Anıtın alt kısmındaki Herodes Atticus Tiyatrosu ve bugün yıkılmış olan Dionysos Tiyatrosu günümüz dünyasını yeni büyük, “Tregedya” lara davet eder gibi duruyor.

Tapınağın hemen yanı başında Atina’nın kuzeyine bakan yamacında 6 kadın figürü başlarıyla tapınağı ayakta taşıyorlar. Bu altı ve aynı orantıdaki güzel kadın heykellerinin Karaidlı kadınlar olduğu anlaşılıyor.  Pers -Yunan savaşında bu kadınların Perslerin yanında yer aldıkları için başlarına kondurulmuş yapıyı taşıma cezası ile sonsuza dek cezalandırılmış bulunuyorlar.

Bütün Atina kentinin görüldüğü bu yapı, “Bütün yoksullar göremedikleri yöneticiler için çalışır” sözünü doğrular zira, bu muhteşem yapıların ne mimarları ne de çalışan kölelerinin isimleri bir yerde geçmez… Antik kente bir kemerle girilir, muhteşem ve gösterişlidir.
Akropolis’in eteğinde elinde savaş kalkanıyla koşan Maraton’un siyah tunçtan heykeli aynı zamanda içimize bir acı olarak dokunur…

MARATON

Maratonun tarihçesi, M.Ö.490 yılındaki Perslerle Atinalılar arasındaki savaş sonrası efsaneye kadar uzanır. Savaş Maraton adlı bir bölgede yapılır.  Efsaneye göre savaş sonrası Philippides adlındaki bir asker Attika’daki Maraton’dan Atina’ya kadar koşmuş ve “Kazandık” dedikten sonra da Atina’nın pazar yerinde can vermiştir.

Günümüzde Maraton Olompiyat koşuları Philippides adına ithaf edilerek onun koştuğu 42 bin 195 metre olarak hesaplanmıştır. Atina’nın antik şehir bölümü renkli ışıklandırılmış caddeleri, lezzetli restorantları, antik Yunan mitolojik figürleri satan dükkanları, cıvıl cıvıl, renkli turistleri ve sokak çalgıcılarıyla insanları tarihin o altın çağına doğru sürüklüyor…Kentin bu bölümü açık hava müzesi konumunda her yeri tarihle işlenmiş, tarihlee dolup taşıyor.

Dünyanın en önemli arkeolojik müzesi de devasa heykel ve yaşam stiliyle görülmeye değerdir.
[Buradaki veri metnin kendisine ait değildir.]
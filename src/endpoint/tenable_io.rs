//! Tenable.io adapter
//!
//! Tenable.io keeps a run history per scan, so a selector maps directly to its
//! most recent history entry. Files are exported in `.nessus` format and
//! imported through the file upload + scan import pair of calls.

use async_trait::async_trait;
use reqwest::Method;
use serde::{Deserialize, Serialize};
use std::path::{Path, PathBuf};
use std::time::Duration;

use super::error::{EndpointError, EndpointResult};
use super::transport::{id_to_string, HttpSession, SessionSettings};
use super::{ScanDestination, ScanSource};
use crate::config::defaults::TENABLE_IO_URL;
use crate::config::{
    AccountConfig, RuntimeSettings, ScanSelector, TenableIoDestinationConfig,
    TenableIoSourceConfig,
};
use crate::staging::StagingArea;
use crate::transfer::origin::AccountIdentity;

const COMPLETED: &str = "completed";

/// One entry of a scan's run history
#[derive(Debug, Clone, Deserialize)]
pub struct HistoryEntry {
    #[serde(alias = "history_id")]
    pub id: serde_json::Value,
    pub status: String,
    #[serde(default)]
    pub time_end: Option<i64>,
}

#[derive(Debug, Deserialize)]
struct HistoryPage {
    #[serde(default)]
    history: Vec<HistoryEntry>,
}

#[derive(Debug, Deserialize)]
struct ExportRequested {
    file: serde_json::Value,
}

#[derive(Debug, Deserialize)]
struct ExportStatus {
    status: String,
}

#[derive(Debug, Deserialize)]
struct FileUploaded {
    fileuploaded: String,
}

#[derive(Debug, Serialize)]
struct ImportRequest<'a> {
    file: &'a str,
    folder_id: u64,
}

/// Decide whether the most recent history entry may be transferred.
///
/// Eligible only when it exists, is `completed`, and finished strictly after
/// `cutoff` (Unix seconds).
pub fn check_latest_entry<'a>(
    selector: &ScanSelector,
    latest: Option<&'a HistoryEntry>,
    cutoff: i64,
) -> EndpointResult<&'a HistoryEntry> {
    let ineligible = |reason: String| EndpointError::Ineligible {
        selector: selector.to_string(),
        reason,
    };

    let entry = latest.ok_or_else(|| ineligible("scan has no history".to_string()))?;

    if !entry.status.eq_ignore_ascii_case(COMPLETED) {
        return Err(ineligible(format!(
            "most recent run is '{}', not completed",
            entry.status
        )));
    }

    match entry.time_end {
        Some(time_end) if time_end > cutoff => Ok(entry),
        Some(time_end) => Err(ineligible(format!(
            "most recent run completed at {}, before the freshness cutoff {}",
            format_timestamp(time_end),
            format_timestamp(cutoff)
        ))),
        None => Err(ineligible(
            "most recent run has no completion time".to_string(),
        )),
    }
}

fn format_timestamp(seconds: i64) -> String {
    chrono::DateTime::from_timestamp(seconds, 0)
        .map(|t| t.format("%Y-%m-%d %H:%M:%S UTC").to_string())
        .unwrap_or_else(|| seconds.to_string())
}

/// Export polling limits
#[derive(Debug, Clone)]
pub struct ExportPolling {
    pub interval: Duration,
    pub attempts: u32,
}

impl ExportPolling {
    pub fn from_settings(settings: &RuntimeSettings) -> Self {
        Self {
            interval: settings.export_poll_interval(),
            attempts: settings.export_poll_attempts.max(1),
        }
    }
}

/// Authenticated Tenable.io session
#[derive(Debug)]
pub struct TenableIo {
    session: HttpSession,
    identity: AccountIdentity,
    polling: ExportPolling,
}

impl TenableIo {
    pub fn connect(
        account: &AccountConfig,
        url: Option<&str>,
        settings: &RuntimeSettings,
    ) -> EndpointResult<Self> {
        let session = HttpSession::build(&SessionSettings {
            label: account.id.clone(),
            base_url: url.unwrap_or(TENABLE_IO_URL).to_string(),
            auth_header: "x-apikeys",
            auth_value: format!(
                "accessKey={};secretKey={}",
                account.access_key, account.secret_key
            ),
            proxies: account.proxies.clone(),
            ssl_verify: account.ssl_verify,
            timeout: settings.request_timeout(),
        })?;

        Ok(Self {
            session,
            identity: AccountIdentity::new(account.access_key.clone()),
            polling: ExportPolling::from_settings(settings),
        })
    }

    pub fn label(&self) -> &str {
        self.session.label()
    }

    pub fn identity(&self) -> &AccountIdentity {
        &self.identity
    }

    /// Most recent history entry for a scan (one page, one entry)
    pub async fn latest_history(&self, selector: &ScanSelector) -> EndpointResult<Option<HistoryEntry>> {
        let page: HistoryPage = self
            .session
            .get_json(
                &format!("history of scan {}", selector),
                &format!("/scans/{}/history", selector),
                &[("limit", "1".to_string()), ("offset", "0".to_string())],
            )
            .await?;
        Ok(page.history.into_iter().next())
    }

    /// Download the latest completed run of `selector` as `<selector>.nessus`
    pub async fn scan_download(
        &self,
        selector: &ScanSelector,
        cutoff: i64,
        staging: &StagingArea,
    ) -> EndpointResult<PathBuf> {
        let latest = self.latest_history(selector).await?;
        let entry = check_latest_entry(selector, latest.as_ref(), cutoff)?;
        let history_id = id_to_string(&entry.id);

        let file_id = self.request_export(selector, &history_id).await?;
        self.wait_for_export(selector, &file_id).await?;

        let destination = staging.path_for(selector.as_str(), "nessus");
        self.session
            .download_to::<()>(
                &format!("download of scan {}", selector),
                Method::GET,
                &format!("/scans/{}/export/{}/download", selector, file_id),
                None,
                &destination,
            )
            .await?;

        if !destination.is_file() {
            return Err(EndpointError::ExportFailed {
                selector: selector.to_string(),
                message: format!("{} was not written", destination.display()),
            });
        }
        Ok(destination)
    }

    async fn request_export(&self, selector: &ScanSelector, history_id: &str) -> EndpointResult<String> {
        let requested: ExportRequested = self
            .session
            .post_json(
                &format!("export of scan {}", selector),
                &format!("/scans/{}/export", selector),
                &[("history_id", history_id.to_string())],
                &serde_json::json!({ "format": "nessus" }),
            )
            .await?;
        Ok(id_to_string(&requested.file))
    }

    async fn wait_for_export(&self, selector: &ScanSelector, file_id: &str) -> EndpointResult<()> {
        let operation = format!("export status of scan {}", selector);
        let path = format!("/scans/{}/export/{}/status", selector, file_id);

        for attempt in 1..=self.polling.attempts {
            let status: ExportStatus = self.session.get_json(&operation, &path, &[]).await?;
            match status.status.to_ascii_lowercase().as_str() {
                "ready" => return Ok(()),
                "error" => {
                    return Err(EndpointError::ExportFailed {
                        selector: selector.to_string(),
                        message: "export reported an error".to_string(),
                    })
                }
                other => {
                    log::debug!(
                        "Export of scan {} is '{}' (check {}/{})",
                        selector,
                        other,
                        attempt,
                        self.polling.attempts
                    );
                    if attempt < self.polling.attempts {
                        tokio::time::sleep(self.polling.interval).await;
                    }
                }
            }
        }

        Err(EndpointError::ExportFailed {
            selector: selector.to_string(),
            message: format!("export not ready after {} checks", self.polling.attempts),
        })
    }

    /// Upload a `.nessus` file and import it into `folder_id`
    pub async fn scan_upload(&self, file: &Path, folder_id: u64, dashboards: bool) -> EndpointResult<()> {
        let uploaded: FileUploaded = self
            .session
            .upload_file(
                &format!("upload of {}", file.display()),
                "/file/upload",
                "Filedata",
                file,
            )
            .await?;

        let aggregate = if dashboards { "1" } else { "0" };
        let _: serde_json::Value = self
            .session
            .post_json(
                &format!("import of {}", file.display()),
                "/scans/import",
                &[("include_aggregate", aggregate.to_string())],
                &ImportRequest {
                    file: &uploaded.fileuploaded,
                    folder_id,
                },
            )
            .await?;
        Ok(())
    }
}

/// Tenable.io account configured as a download source
#[derive(Debug)]
pub struct TenableIoSource {
    client: TenableIo,
    selectors: Vec<ScanSelector>,
}

impl TenableIoSource {
    pub fn from_config(config: &TenableIoSourceConfig, settings: &RuntimeSettings) -> EndpointResult<Self> {
        Ok(Self {
            client: TenableIo::connect(&config.account, config.url.as_deref(), settings)?,
            selectors: config.scan_ids.clone(),
        })
    }
}

#[async_trait]
impl ScanSource for TenableIoSource {
    fn label(&self) -> &str {
        self.client.label()
    }

    fn identity(&self) -> &AccountIdentity {
        self.client.identity()
    }

    async fn download(&self, staging: &StagingArea, cutoff: i64) -> EndpointResult<Vec<PathBuf>> {
        let mut files = Vec::new();
        for selector in &self.selectors {
            match self.client.scan_download(selector, cutoff, staging).await {
                Ok(path) => {
                    log::info!("Downloaded scan {} from {}", selector, self.label());
                    files.push(path);
                }
                Err(e) => super::log_selector_failure(self.label(), &e),
            }
        }
        Ok(files)
    }
}

/// Tenable.io account configured as an upload destination
#[derive(Debug)]
pub struct TenableIoDestination {
    client: TenableIo,
    folder_id: u64,
    dashboards: bool,
}

impl TenableIoDestination {
    pub fn from_config(
        config: &TenableIoDestinationConfig,
        settings: &RuntimeSettings,
    ) -> EndpointResult<Self> {
        Ok(Self {
            client: TenableIo::connect(&config.account, config.url.as_deref(), settings)?,
            folder_id: config.folder_id,
            dashboards: config.dashboards,
        })
    }
}

#[async_trait]
impl ScanDestination for TenableIoDestination {
    fn label(&self) -> &str {
        self.client.label()
    }

    fn identity(&self) -> &AccountIdentity {
        self.client.identity()
    }

    async fn upload(&self, file: &Path) -> EndpointResult<()> {
        self.client
            .scan_upload(file, self.folder_id, self.dashboards)
            .await
    }
}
Millattan önce inşa edilmiş şu deposu o dönemler tüm kentin ihtiyacını karşılar düzeyde inşa edilmiştir. Bir zamanlar krallar için düzenlenmiş bahçeler binlerce turistin geçtiği açık hava müzesi konumundadır.

“Dünyanın en kültürlü halkı ” söylemi halkının ince  ,,saygılı  ve samimi davranışlarında hayat buluyor.

Antik Yunan kenti çift şeritli kara asfalt bir yol ile ikiye ayrılıyor . Bu yol cennet ve cehennem olarak da adlandırılabilinir. İşte burada yıkık dökük binalara ,bakımsız ve kirli caddelere sürüklenir,  halkın yerlerde dilendiğine şahit olursunuz…

2008-2012 arasında tüm dünyayı etkisinde bırakan kapitalist, küresel ekonomik krizden en çok etkilenen ülkelerin başında Yunanistan geliyor. Daha çok küçük esnaf sınıfına mensup işletmeler kapanarak kentin sokaklarına tam 12 bin evsiz bırakmış…IMF’nin yardım adı altındaki milyarlarca euro kredi borçları bu halkı daha çok IMF’ye bağımlı hale getirmiş…

Kentin sokakları, karton toplayan, çöpleri karıştıran ve yerlerde sürünen yoksul halk kitleleri ile dolu…Yine bu kentin bulvarlarına çömelmiş, kara kuru Afgan, Pakistan, Kürdistan, Somali ve daha nice yoksul halklardan aile ve gençlerin, turistlere bakan gözlerindeki hayalin esiri olursunuz…Bu binlerce gözde bir an önce Almanya, Fransa, İngiltere gibi kapitalist ülkelere gitme yolculuğunun telaşına kapılırsınız. Ellerindeki bir şişe suyu on kişiyle yudumlama susuzluğuna boğulursunuz…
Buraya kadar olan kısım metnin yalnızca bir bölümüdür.